Task statement - Restate the records underneath, keeping each one exactly the same.

Collected data
..........
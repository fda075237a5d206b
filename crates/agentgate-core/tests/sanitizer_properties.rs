//! Behavioural properties of the URL sanitizer and content negotiator.

mod common;

use agentgate_core::binding::BindingPattern;
use agentgate_core::media_type::MediaType;
use agentgate_core::negotiate::{negotiate, Negotiation};
use agentgate_core::sanitize::{
    encode_parameter, AssetReferencePattern, QueryParams, RewritingSanitizer, UriSanitizer,
    CX_ACCEPT,
};
use agentgate_core::Gate;
use common::{decode_parameter, json, query_pairs, sparql_results};
use proptest::prelude::*;

fn rewriting() -> UriSanitizer {
    UriSanitizer::Rewriting(RewritingSanitizer::default())
}

#[test]
fn normalization_is_idempotent_on_its_own_output() {
    let s = rewriting();
    let first = s
        .build_url("http://host/api", None, &QueryParams::new(), &json())
        .unwrap();
    let second = s
        .build_url(first.as_str(), None, &QueryParams::new(), &json())
        .unwrap();
    assert_eq!(first.path(), "/api/");
    assert_eq!(second.path(), first.path());
    assert_eq!(second.host_str(), first.host_str());
}

#[test]
fn trailing_slash_rule() {
    let s = rewriting();
    let url = s
        .build_url("http://host/api", None, &QueryParams::new(), &json())
        .unwrap();
    assert_eq!(url.as_str(), "http://host/api/?cx_accept=application%252Fjson");

    let url = s
        .build_url("http://host/api#frag", None, &QueryParams::new(), &json())
        .unwrap();
    assert_eq!(url.path(), "/api");
    assert_eq!(url.fragment(), Some("frag"));
}

#[test]
fn exactly_one_cx_accept_is_last() {
    let s = rewriting();
    let params = QueryParams::from_query("vin=WBA&cx_accept=text%2Fhtml&troubleCode=P0745");
    let url = s
        .build_url("https://dp.example/api/public", Some("agent"), &params, &[])
        .unwrap();
    let pairs = query_pairs(&url);
    assert_eq!(pairs.iter().filter(|(k, _)| k == CX_ACCEPT).count(), 1);
    assert_eq!(pairs.last().map(|(k, _)| k.as_str()), Some(CX_ACCEPT));
    assert_eq!(pairs.len(), 3);
}

#[test]
fn negotiation_scenarios() {
    let supported = sparql_results();
    assert_eq!(
        negotiate(None, &supported),
        Negotiation::Selected(MediaType::sparql_results_json())
    );
    assert_eq!(negotiate(Some("text/plain"), &supported), Negotiation::Unacceptable);
    // The first header entry decides when it matches anything supported.
    assert_eq!(
        negotiate(
            Some("application/sparql-results+xml, application/sparql-results+json"),
            &supported
        ),
        Negotiation::Selected(MediaType::sparql_results_xml())
    );
    // A non-matching first entry falls through to the next one.
    assert_eq!(
        negotiate(Some("text/plain, application/sparql-results+json"), &supported),
        Negotiation::Selected(MediaType::sparql_results_json())
    );
}

#[test]
fn bad_accept_parameter_keeps_requested_type() {
    let gate = Gate::default();
    let cx_accept = |accept: &str| {
        let url = gate
            .outbound_url("http://dp/api", None, &QueryParams::new(), Some(accept))
            .unwrap();
        query_pairs(&url)
            .into_iter()
            .find(|(k, _)| k == CX_ACCEPT)
            .map(|(_, v)| v)
            .unwrap()
    };
    assert_eq!(cx_accept("text/csv"), "text%2Fcsv");
    assert_eq!(cx_accept("text/csv;header"), "text%2Fcsv");
    assert_eq!(cx_accept("text/csv;header, application/json"), "application%2Fjson");
}

#[test]
fn unacceptable_forwards_canonical_requested_types() {
    let gate = Gate::default();
    let url = gate
        .outbound_url(
            "http://dp/api",
            None,
            &QueryParams::new(),
            Some("Text/CSV;q=0.5, text/html"),
        )
        .unwrap();
    let pairs = query_pairs(&url);
    assert_eq!(pairs.len(), 1);
    assert_eq!(decode_parameter(&pairs[0].1), "text/csv, text/html");
}

#[test]
fn binding_extraction() {
    let p = BindingPattern::new();
    assert_eq!(
        p.extract(Some("SELECT ?binding0 WHERE { ?s ?p ?o }")).as_deref(),
        Some("binding0")
    );
    assert_eq!(p.extract(Some("SELECT ?x WHERE { ?x ?p ?o }")), None);
}

#[test]
fn asset_extraction_requires_full_match() {
    let p = AssetReferencePattern::new(r"^urn:cx:(?<asset>[A-Za-z0-9]+)#.*$").unwrap();
    assert_eq!(p.extract(b"urn:cx:Foo#bar").as_deref(), Some("Foo"));
    assert_eq!(p.extract(b"prefix urn:cx:Foo#bar suffix"), None);
}

fn forbidden_key() -> impl Strategy<Value = String> {
    prop_oneof![
        Just("asset".to_string()),
        ("[a-z]{0,6}", prop::sample::select(vec!['&', '?', '=']), "[a-z]{0,6}")
            .prop_map(|(a, c, b)| format!("{a}{c}{b}")),
    ]
}

proptest! {
    #[test]
    fn forbidden_keys_never_reach_the_url(key in forbidden_key(), value in "[a-z0-9]{1,8}") {
        let s = rewriting();
        let params: QueryParams = vec![(key.clone(), value), ("vin".to_string(), "WBA".to_string())]
            .into_iter()
            .collect();
        let url = s
            .build_url("http://host/api", None, &params, &json())
            .unwrap();
        for (k, _) in query_pairs(&url) {
            prop_assert_ne!(decode_parameter(&k), key.clone());
            prop_assert_ne!(k, key.clone());
        }
    }

    #[test]
    fn values_with_ampersand_are_dropped(prefix in "[a-z]{0,6}", suffix in "[a-z=]{0,6}") {
        let s = rewriting();
        let value = format!("{prefix}&{suffix}");
        let params: QueryParams = vec![("vin".to_string(), value)].into_iter().collect();
        let url = s
            .build_url("http://host/api", None, &params, &json())
            .unwrap();
        let pairs = query_pairs(&url);
        prop_assert_eq!(pairs.len(), 1);
        prop_assert_eq!(pairs[0].0.as_str(), CX_ACCEPT);
    }

    #[test]
    fn allowed_pairs_appear_exactly_once(key in "[^&?=]{1,12}", value in "[^&]{1,16}") {
        prop_assume!(key != "asset" && key != CX_ACCEPT);
        let s = rewriting();
        let params: QueryParams = vec![(key.clone(), value.clone())].into_iter().collect();
        let url = s
            .build_url("http://host/api", Some("sub"), &params, &json())
            .unwrap();
        let pairs = query_pairs(&url);
        let expected = (encode_parameter(&key), encode_parameter(&value));
        prop_assert_eq!(pairs.iter().filter(|p| **p == expected).count(), 1);
        prop_assert_eq!(decode_parameter(&expected.0), key);
        prop_assert_eq!(decode_parameter(&expected.1), value);
    }

    #[test]
    fn negotiation_is_deterministic(header in "[a-z*/+;=, .0-9-]{0,40}") {
        let supported = sparql_results();
        prop_assert_eq!(
            negotiate(Some(header.as_str()), &supported),
            negotiate(Some(header.as_str()), &supported)
        );
    }
}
..........
Solution -
repository fda075237a5d206b
filename crates/agentgate-core/tests/sanitizer_properties.rs
//! Behavioural properties of the URL sanitizer and content negotiator.

mod common;

use agentgate_core::binding::BindingPattern;
use agentgate_core::media_type::MediaType;
use agentgate_core::negotiate::{negotiate, Negotiation};
use agentgate_core::sanitize::{
    encode_parameter, AssetReferencePattern, QueryParams, RewritingSanitizer, UriSanitizer,
    CX_ACCEPT,
};
use agentgate_core::Gate;
use common::{decode_parameter, json, query_pairs, sparql_results};
use proptest::prelude::*;

fn rewriting() -> UriSanitizer {
    UriSanitizer::Rewriting(RewritingSanitizer::default())
}

#[test]
fn normalization_is_idempotent_on_its_own_output() {
    let s = rewriting();
    let first = s
        .build_url("http://host/api", None, &QueryParams::new(), &json())
        .unwrap();
    let second = s
        .build_url(first.as_str(), None, &QueryParams::new(), &json())
        .unwrap();
    assert_eq!(first.path(), "/api/");
    assert_eq!(second.path(), first.path());
    assert_eq!(second.host_str(), first.host_str());
}

#[test]
fn trailing_slash_rule() {
    let s = rewriting();
    let url = s
        .build_url("http://host/api", None, &QueryParams::new(), &json())
        .unwrap();
    assert_eq!(url.as_str(), "http://host/api/?cx_accept=application%252Fjson");

    let url = s
        .build_url("http://host/api#frag", None, &QueryParams::new(), &json())
        .unwrap();
    assert_eq!(url.path(), "/api");
    assert_eq!(url.fragment(), Some("frag"));
}

#[test]
fn exactly_one_cx_accept_is_last() {
    let s = rewriting();
    let params = QueryParams::from_query("vin=WBA&cx_accept=text%2Fhtml&troubleCode=P0745");
    let url = s
        .build_url("https://dp.example/api/public", Some("agent"), &params, &[])
        .unwrap();
    let pairs = query_pairs(&url);
    assert_eq!(pairs.iter().filter(|(k, _)| k == CX_ACCEPT).count(), 1);
    assert_eq!(pairs.last().map(|(k, _)| k.as_str()), Some(CX_ACCEPT));
    assert_eq!(pairs.len(), 3);
}

#[test]
fn negotiation_scenarios() {
    let supported = sparql_results();
    assert_eq!(
        negotiate(None, &supported),
        Negotiation::Selected(MediaType::sparql_results_json())
    );
    assert_eq!(negotiate(Some("text/plain"), &supported), Negotiation::Unacceptable);
    // The first header entry decides when it matches anything supported.
    assert_eq!(
        negotiate(
            Some("application/sparql-results+xml, application/sparql-results+json"),
            &supported
        ),
        Negotiation::Selected(MediaType::sparql_results_xml())
    );
    // A non-matching first entry falls through to the next one.
    assert_eq!(
        negotiate(Some("text/plain, application/sparql-results+json"), &supported),
        Negotiation::Selected(MediaType::sparql_results_json())
    );
}

#[test]
fn bad_accept_parameter_keeps_requested_type() {
    let gate = Gate::default();
    let cx_accept = |accept: &str| {
        let url = gate
            .outbound_url("http://dp/api", None, &QueryParams::new(), Some(accept))
            .unwrap();
        query_pairs(&url)
            .into_iter()
            .find(|(k, _)| k == CX_ACCEPT)
            .map(|(_, v)| v)
            .unwrap()
    };
    assert_eq!(cx_accept("text/csv"), "text%2Fcsv");
    assert_eq!(cx_accept("text/csv;header"), "text%2Fcsv");
    assert_eq!(cx_accept("text/csv;header, application/json"), "application%2Fjson");
}

#[test]
fn unacceptable_forwards_canonical_requested_types() {
    let gate = Gate::default();
    let url = gate
        .outbound_url(
            "http://dp/api",
            None,
            &QueryParams::new(),
            Some("Text/CSV;q=0.5, text/html"),
        )
        .unwrap();
    let pairs = query_pairs(&url);
    assert_eq!(pairs.len(), 1);
    assert_eq!(decode_parameter(&pairs[0].1), "text/csv, text/html");
}

#[test]
fn binding_extraction() {
    let p = BindingPattern::new();
    assert_eq!(
        p.extract(Some("SELECT ?binding0 WHERE { ?s ?p ?o }")).as_deref(),
        Some("binding0")
    );
    assert_eq!(p.extract(Some("SELECT ?x WHERE { ?x ?p ?o }")), None);
}

#[test]
fn asset_extraction_requires_full_match() {
    let p = AssetReferencePattern::new(r"^urn:cx:(?<asset>[A-Za-z0-9]+)#.*$").unwrap();
    assert_eq!(p.extract(b"urn:cx:Foo#bar").as_deref(), Some("Foo"));
    assert_eq!(p.extract(b"prefix urn:cx:Foo#bar suffix"), None);
}

fn forbidden_key() -> impl Strategy<Value = String> {
    prop_oneof![
        Just("asset".to_string()),
        ("[a-z]{0,6}", prop::sample::select(vec!['&', '?', '=']), "[a-z]{0,6}")
            .prop_map(|(a, c, b)| format!("{a}{c}{b}")),
    ]
}

proptest! {
    #[test]
    fn forbidden_keys_never_reach_the_url(key in forbidden_key(), value in "[a-z0-9]{1,8}") {
        let s = rewriting();
        let params: QueryParams = vec![(key.clone(), value), ("vin".to_string(), "WBA".to_string())]
            .into_iter()
            .collect();
        let url = s
            .build_url("http://host/api", None, &params, &json())
            .unwrap();
        for (k, _) in query_pairs(&url) {
            prop_assert_ne!(decode_parameter(&k), key.clone());
            prop_assert_ne!(k, key.clone());
        }
    }

    #[test]
    fn values_with_ampersand_are_dropped(prefix in "[a-z]{0,6}", suffix in "[a-z=]{0,6}") {
        let s = rewriting();
        let value = format!("{prefix}&{suffix}");
        let params: QueryParams = vec![("vin".to_string(), value)].into_iter().collect();
        let url = s
            .build_url("http://host/api", None, &params, &json())
            .unwrap();
        let pairs = query_pairs(&url);
        prop_assert_eq!(pairs.len(), 1);
        prop_assert_eq!(pairs[0].0.as_str(), CX_ACCEPT);
    }

    #[test]
    fn allowed_pairs_appear_exactly_once(key in "[^&?=]{1,12}", value in "[^&]{1,16}") {
        prop_assume!(key != "asset" && key != CX_ACCEPT);
        let s = rewriting();
        let params: QueryParams = vec![(key.clone(), value.clone())].into_iter().collect();
        let url = s
            .build_url("http://host/api", Some("sub"), &params, &json())
            .unwrap();
        let pairs = query_pairs(&url);
        let expected = (encode_parameter(&key), encode_parameter(&value));
        prop_assert_eq!(pairs.iter().filter(|p| **p == expected).count(), 1);
        prop_assert_eq!(decode_parameter(&expected.0), key);
        prop_assert_eq!(decode_parameter(&expected.1), value);
    }

    #[test]
    fn negotiation_is_deterministic(header in "[a-z*/+;=, .0-9-]{0,40}") {
        let supported = sparql_results();
        prop_assert_eq!(
            negotiate(Some(header.as_str()), &supported),
            negotiate(Some(header.as_str()), &supported)
        );
    }
}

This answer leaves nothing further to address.